Request for Comments

    Federal agencies are specifically requesting public comment on the 
Draft Desirable Characteristics of Repositories to Consider for 
Managing and Sharing Data Resulting from Federally Funded or Supported 
Research, found below. The proposed characteristics include ``Desirable 
Characteristics for All Data Repositories'' (Section I), as well as 
``Additional Considerations for Repositories Storing Human Data (even 
if de-identified)'' (Section II), found below. Note that Federal 
agencies are subject to additional requirements that must be met for 
repositories they manage or support, such as considerations of 
security, privacy, and accessibility.
    Response to this Notice is voluntary, and respondents are free to 
address any or all of the topics listed below and should not feel 
compelled to address all items:

 The proposed use and application of the desirable 
characteristics (as described in the ``Background'' section above)
 The appropriateness of the ``Desirable Characteristics for All 
Data Repositories'' (Section I) for data repositories that would store 
and provide access to data resulting from Federally-supported research, 
    [cir] Characteristics that are included
    [cir] Additional characteristics that should be included
 Appropriateness of the characteristics listed in the 
``Additional Considerations for Repositories Storing Human Data (even 
if de-identified)'' (Section II) delineated for repositories 
maintaining data generated from human samples or specimens, 
    [cir] Characteristics that are included
    [cir] Additional characteristics that should be included
 Considerations for any other repository characteristics which 
should be included to address the management and sharing of unique data 
types (e.g., special or rare datasets)
 The ability of existing repositories to meet the desirable 
 Consistency of the desirable characteristics with widely used 
criteria or certification schemes for certifying data repositories
 Any other topic which may be relevant for Federal agencies to 
consider in developing desirable characteristics for data repositories.

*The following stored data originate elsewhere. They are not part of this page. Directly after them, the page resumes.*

use geo::kernels::Orientation;
use geo_types::Coord;
use smallvec::{smallvec, SmallVec};

use super::orientation::orientation;

/// Relationship between two segments.
#[derive(Clone, Copy, Debug, PartialEq)]
pub enum SegmentIntersection {
    None,
    /// Single point interior to at least one segment (crossings and T-junctions).
    Proper { point: Coord<f64> },
    /// Single point that is a vertex of both segments.
    Endpoint { point: Coord<f64> },
    /// Collinear segments sharing the interval `start..end`.
    Collinear { start: Coord<f64>, end: Coord<f64> },
}

impl SegmentIntersection {
    pub fn has_intersection(&self) -> bool {
        !matches!(self, SegmentIntersection::None)
    }

    pub fn is_proper(&self) -> bool {
        matches!(self, SegmentIntersection::Proper { .. })
    }

    pub fn points(&self) -> SmallVec<[Coord<f64>; 2]> {
        match *self {
            SegmentIntersection::None => SmallVec::new(),
            SegmentIntersection::Proper { point } | SegmentIntersection::Endpoint { point } => {
                smallvec![point]
            }
            SegmentIntersection::Collinear { start, end } => smallvec![start, end],
        }
    }

    /// True if some intersection point is not a vertex of `segment`.
    pub fn is_interior_to(&self, segment: (Coord<f64>, Coord<f64>)) -> bool {
        self.points()
            .iter()
            .any(|p| *p != segment.0 && *p != segment.1)
    }
}

/// Running totals kept by a [`LineIntersector`].
#[derive(Clone, Copy, Debug, Default, PartialEq, Eq)]
pub struct IntersectionStats {
    pub tests: usize,
    pub intersections: usize,
    pub proper: usize,
    pub collinear: usize,
    /// Pairs whose orientation could not be resolved and were treated as disjoint.
    pub ambiguous: usize,
}

impl IntersectionStats {
    pub fn merge(&mut self, other: &IntersectionStats) {
        self.tests += other.tests;
        self.intersections += other.intersections;
        self.proper += other.proper;
        self.collinear += other.collinear;
        self.ambiguous += other.ambiguous;
    }
}

/// Classifies segment pairs using the filtered orientation predicate.
#[derive(Clone, Debug, Default)]
pub struct LineIntersector {
    pub stats: IntersectionStats,
}

impl LineIntersector {
    pub fn new() -> Self {
        Self::default()
    }

    pub fn compute(
        &mut self,
        p1: Coord<f64>,
        p2: Coord<f64>,
        q1: Coord<f64>,
        q2: Coord<f64>,
    ) -> SegmentIntersection {
        self.stats.tests += 1;
        let result = match classify(p1, p2, q1, q2) {
            Some(r) => r,
            None => {
                self.stats.ambiguous += 1;
                log::trace!(
                    "unresolved orientation for {:?}-{:?} / {:?}-{:?}",
                    p1, p2, q1, q2
                );
                SegmentIntersection::None
            }
        };
        match result {
            SegmentIntersection::None => {}
            SegmentIntersection::Proper { .. } => {
                self.stats.intersections += 1;
                self.stats.proper += 1;
            }
            SegmentIntersection::Endpoint { .. } => self.stats.intersections += 1,
            SegmentIntersection::Collinear { .. } => {
                self.stats.intersections += 1;
                self.stats.collinear += 1;
            }
        }
        result
    }
}

/// `None` when some orientation could not be resolved.
fn classify(
    p1: Coord<f64>,
    p2: Coord<f64>,
    q1: Coord<f64>,
    q2: Coord<f64>,
) -> Option<SegmentIntersection> {
    if !envelopes_intersect(p1, p2, q1, q2) {
        return Some(SegmentIntersection::None);
    }

    let pq1 = orientation(p1, p2, q1)?;
    let pq2 = orientation(p1, p2, q2)?;
    if same_side(pq1, pq2) {
        return Some(SegmentIntersection::None);
    }

    let qp1 = orientation(q1, q2, p1)?;
    let qp2 = orientation(q1, q2, p2)?;
    if same_side(qp1, qp2) {
        return Some(SegmentIntersection::None);
    }

    use Orientation::Collinear as C;
    if pq1 == C && pq2 == C && qp1 == C && qp2 == C {
        return Some(collinear_intersection(p1, p2, q1, q2));
    }

    if pq1 == C || pq2 == C || qp1 == C || qp2 == C {
        // Exact vertex equality is checked first so a shared vertex is
        // reported verbatim rather than as the other segment's endpoint.
        let point = if p1 == q1 || p1 == q2 {
            p1
        } else if p2 == q1 || p2 == q2 {
            p2
        } else if pq1 == C {
            q1
        } else if pq2 == C {
            q2
        } else if qp1 == C {
            p1
        } else {
            p2
        };
        return Some(single_point(p1, p2, q1, q2, point));
    }

    Some(SegmentIntersection::Proper {
        point: proper_intersection_point(p1, p2, q1, q2),
    })
}

fn same_side(a: Orientation, b: Orientation) -> bool {
    matches!(
        (a, b),
        (Orientation::CounterClockwise, Orientation::CounterClockwise)
            | (Orientation::Clockwise, Orientation::Clockwise)
    )
}

fn collinear_intersection(
    p1: Coord<f64>,
    p2: Coord<f64>,
    q1: Coord<f64>,
    q2: Coord<f64>,
) -> SegmentIntersection {
    let p1q1p2 = in_envelope(p1, p2, q1);
    let p1q2p2 = in_envelope(p1, p2, q2);
    let q1p1q2 = in_envelope(q1, q2, p1);
    let q1p2q2 = in_envelope(q1, q2, p2);

    if p1q1p2 && p1q2p2 {
        return overlap(p1, p2, q1, q2, q1, q2);
    }
    if q1p1q2 && q1p2q2 {
        return overlap(p1, p2, q1, q2, p1, p2);
    }
    if p1q1p2 && q1p1q2 {
        return overlap(p1, p2, q1, q2, q1, p1);
    }
    if p1q1p2 && q1p2q2 {
        return overlap(p1, p2, q1, q2, q1, p2);
    }
    if p1q2p2 && q1p1q2 {
        return overlap(p1, p2, q1, q2, q2, p1);
    }
    if p1q2p2 && q1p2q2 {
        return overlap(p1, p2, q1, q2, q2, p2);
    }
    SegmentIntersection::None
}

/// Classifies a single contact point: `Endpoint` when it is a vertex of
/// both segments, `Proper` otherwise.
fn single_point(
    p1: Coord<f64>,
    p2: Coord<f64>,
    q1: Coord<f64>,
    q2: Coord<f64>,
    point: Coord<f64>,
) -> SegmentIntersection {
    let on_p = point == p1 || point == p2;
    let on_q = point == q1 || point == q2;
    if on_p && on_q {
        SegmentIntersection::Endpoint { point }
    } else {
        SegmentIntersection::Proper { point }
    }
}

fn overlap(
    p1: Coord<f64>,
    p2: Coord<f64>,
    q1: Coord<f64>,
    q2: Coord<f64>,
    start: Coord<f64>,
    end: Coord<f64>,
) -> SegmentIntersection {
    if start == end {
        single_point(p1, p2, q1, q2, start)
    } else {
        SegmentIntersection::Collinear { start, end }
    }
}

/// Intersection of two properly crossing segments.
///
/// The lines are intersected in homogeneous coordinates after translating
/// everything to the centre of the overlap of the two envelopes, which keeps
/// the magnitudes small. A result outside both envelopes (only possible for
/// nearly parallel input) is replaced by the endpoint nearest the other segment.
fn proper_intersection_point(
    p1: Coord<f64>,
    p2: Coord<f64>,
    q1: Coord<f64>,
    q2: Coord<f64>,
) -> Coord<f64> {
    let mid = Coord {
        x: (p1.x.min(p2.x).max(q1.x.min(q2.x)) + p1.x.max(p2.x).min(q1.x.max(q2.x))) / 2.0,
        y: (p1.y.min(p2.y).max(q1.y.min(q2.y)) + p1.y.max(p2.y).min(q1.y.max(q2.y))) / 2.0,
    };

    let candidate = homogeneous_intersection(p1 - mid, p2 - mid, q1 - mid, q2 - mid)
        .map(|c| c + mid);

    match candidate {
        Some(pt) if in_envelope(p1, p2, pt) && in_envelope(q1, q2, pt) => pt,
        _ => nearest_endpoint(p1, p2, q1, q2),
    }
}

fn homogeneous_intersection(
    p1: Coord<f64>,
    p2: Coord<f64>,
    q1: Coord<f64>,
    q2: Coord<f64>,
) -> Option<Coord<f64>> {
    let px = p1.y - p2.y;
    let py = p2.x - p1.x;
    let pw = p1.x * p2.y - p2.x * p1.y;

    let qx = q1.y - q2.y;
    let qy = q2.x - q1.x;
    let qw = q1.x * q2.y - q2.x * q1.y;

    let x = py * qw - qy * pw;
    let y = qx * pw - px * qw;
    let w = px * qy - qx * py;

    let xi = x / w;
    let yi = y / w;
    if xi.is_finite() && yi.is_finite() {
        Some(Coord { x: xi, y: yi })
    } else {
        None
    }
}

fn nearest_endpoint(p1: Coord<f64>, p2: Coord<f64>, q1: Coord<f64>, q2: Coord<f64>) -> Coord<f64> {
    let candidates = [
        (p1, distance_to_segment(p1, q1, q2)),
        (p2, distance_to_segment(p2, q1, q2)),
        (q1, distance_to_segment(q1, p1, p2)),
        (q2, distance_to_segment(q2, p1, p2)),
    ];
    let mut best = candidates[0];
    for c in &candidates[1..] {
        if c.1 < best.1 {
            best = *c;
        }
    }
    best.0
}

pub(crate) fn distance_to_segment(p: Coord<f64>, a: Coord<f64>, b: Coord<f64>) -> f64 {
    let d = b - a;
    let len2 = d.x * d.x + d.y * d.y;
    if len2 == 0.0 {
        return (p.x - a.x).hypot(p.y - a.y);
    }
    let t = (((p.x - a.x) * d.x + (p.y - a.y) * d.y) / len2).clamp(0.0, 1.0);
    let proj = Coord { x: a.x + t * d.x, y: a.y + t * d.y };
    (p.x - proj.x).hypot(p.y - proj.y)
}

#[inline]
fn envelopes_intersect(p1: Coord<f64>, p2: Coord<f64>, q1: Coord<f64>, q2: Coord<f64>) -> bool {
    p1.x.min(p2.x) <= q1.x.max(q2.x)
        && q1.x.min(q2.x) <= p1.x.max(p2.x)
        && p1.y.min(p2.y) <= q1.y.max(q2.y)
        && q1.y.min(q2.y) <= p1.y.max(p2.y)
}

#[inline]
fn in_envelope(a: Coord<f64>, b: Coord<f64>, p: Coord<f64>) -> bool {
    p.x >= a.x.min(b.x) && p.x <= a.x.max(b.x) && p.y >= a.y.min(b.y) && p.y <= a.y.max(b.y)
}

#[cfg(test)]
#[path = "line_intersector_tests.rs"]
mod tests;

DRAFT Desirable Characteristics of Repositories for Managing and 
Sharing Data Resulting From Federally Funded or Supported Research

I. Desirable Characteristics for All Data Repositories

    A. Persistent Unique Identifiers: Assigns datasets a citable, 
persistent unique identifier (PUID), such as a digital object 
identifier (DOI) or accession number, to support data discovery, 
reporting (e.g., of research progress), and research assessment (e.g., 
identifying the outputs of Federally funded research). The PUID points 
to a persistent landing page that remains accessible even if the 
dataset is de-accessioned or no longer available.
    B. Long-term sustainability: Has a long-term plan for managing 
data, including guaranteeing long-term integrity, authenticity, and 
availability of datasets; building on a stable technical infrastructure 
and funding plans; has contingency plans to ensure data are available 
and maintained during and after unforeseen events.
    C. Metadata: Ensures datasets are accompanied by metadata 
sufficient to enable discovery, reuse, and citation of datasets, using 
a schema that is standard to the community the repository serves.
    D. Curation & Quality Assurance: Provides, or has a mechanism for 
others to provide, expert curation and quality assurance to improve the 
accuracy and integrity of datasets and metadata.
    E. Access: Provides broad, equitable, and maximally open access to 
datasets, as appropriate, consistent with legal and ethical limits 
required to maintain privacy and confidentiality.
    F. Free & Easy to Access and Reuse: Makes datasets and their 
metadata accessible free of charge in a timely manner after submission 
and with broadest possible terms of reuse or documented as being in the 
public domain.
    G. Reuse: Enables tracking of data reuse (e.g., through assignment 
of adequate metadata and PUID).
    H. Secure: Provides documentation of meeting accepted criteria for 
security to prevent unauthorized access or release of data, such as the 
criteria described in the International Standards Organization's ISO 
27001 (https://www.iso.org/isoiec-27001-information-security.html) or 
the National Institute of Standards and Technology's 800-53 controls 
    I. Privacy: Provides documentation that administrative, technical, 
and physical safeguards are employed in compliance with applicable 
privacy, risk management, and continuous monitoring requirements.
    J. Common Format: Allows datasets and metadata to be downloaded, 
accessed, or exported from the repository in a standards-compliant, and 
preferably non-proprietary, format.
    K. Provenance: Maintains a detailed logfile of changes to datasets 
and metadata, including date and user, beginning with creation/upload 
of the dataset, to ensure data integrity.

[[Page 3087]]

II. Additional Considerations for Repositories Storing Human Data (Even 
if De-Identified)

    A. Fidelity to Consent: Restricts dataset access to appropriate 
uses consistent with original consent (such as for use only within the 
context of research on a specific disease or condition).
    B. Restricted Use Compliant: Enforces submitters' data use 
restrictions, such as preventing reidentification or redistribution to 
unauthorized users.
    C. Privacy: Implements and provides documentation of security 
techniques appropriate for human subjects' data to protect from 
inappropriate access.
    D. Plan for Breach: Has security measures that include a data 
breach response plan.
    E. Download Control: Controls and audits access to and download of 
    F. Clear Use Guidance: Provides accompanying documentation 
describing restrictions on dataset access and use.
    G. Retention Guidelines: Provides documentation on its guidelines 
for data retention.
    H. Violations: Has plans for addressing violations of terms-of-use 
by users and data mismanagement by the repository.
    I. Request Review: Has an established data access review or 
oversight group responsible for reviewing data use requests.

Sean C. Bonyun,
Chief of Staff, Office of Science and Technology Policy.
[FR Doc. 2020-00689 Filed 1-16-20; 8:45 am]